> **Instructions to follow**
Copy each line of the records below, from the first through the one that contains "state: an episode", exactly as written.

-------- Entries provided --------

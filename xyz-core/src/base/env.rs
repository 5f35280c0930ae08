//! Environment.
use super::{Act, Info, Obs, Step};
use crate::record::Record;
use anyhow::Result;

/// Represents an environment, typically an MDP.
///
/// Building an environment has no side effect on episode state: an episode
/// starts with the first call of [`Env::reset`] and calling [`Env::step`]
/// before that is an error.
pub trait Env {
    /// Configurations.
    type Config: Clone;

    /// Observation of the environment.
    type Obs: Obs;

    /// Action of the environment.
    type Act: Act;

    /// Information in the [`Step`] object.
    type Info: Info;

    /// Builds an environment with a given random seed.
    fn build(config: &Self::Config, seed: i64) -> Result<Self>
    where
        Self: Sized;

    /// Performs an environment step.
    ///
    /// The returned [`Record`] carries diagnostics of the step, e.g. the
    /// terms of a shaped reward.
    fn step(&mut self, a: &Self::Act) -> Result<(Step<Self>, Record)>
    where
        Self: Sized;

    /// Starts a new episode and returns its first observation.
    fn reset(&mut self) -> Result<Self::Obs>;

    /// Resets the environment with a given index.
    ///
    /// The index is used in an arbitrary way. For example, it can be used as a
    /// random seed, which is useful for evaluation of a trained agent.
    fn reset_with_index(&mut self, ix: usize) -> Result<Self::Obs>;

    /// Performs an environment step and resets the environment if the episode ends.
    ///
    /// When the episode ends, the first observation of the next episode is
    /// stored in [`Step::init_obs`].
    fn step_with_reset(&mut self, a: &Self::Act) -> Result<(Step<Self>, Record)>
    where
        Self: Sized,
    {
        let (mut step, record) = self.step(a)?;
        if step.is_done() {
            step.init_obs = Some(self.reset()?);
        }
        Ok((step, record))
    }
}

--------

> **Written solution**
filename xyz-core/src/base/env.rs
repository 5f35280c0930ae08
//! Environment.
use super::{Act, Info, Obs, Step};
use crate::record::Record;
use anyhow::Result;

/// Represents an environment, typically an MDP.
///
/// Building an environment has no side effect on episode state: an episode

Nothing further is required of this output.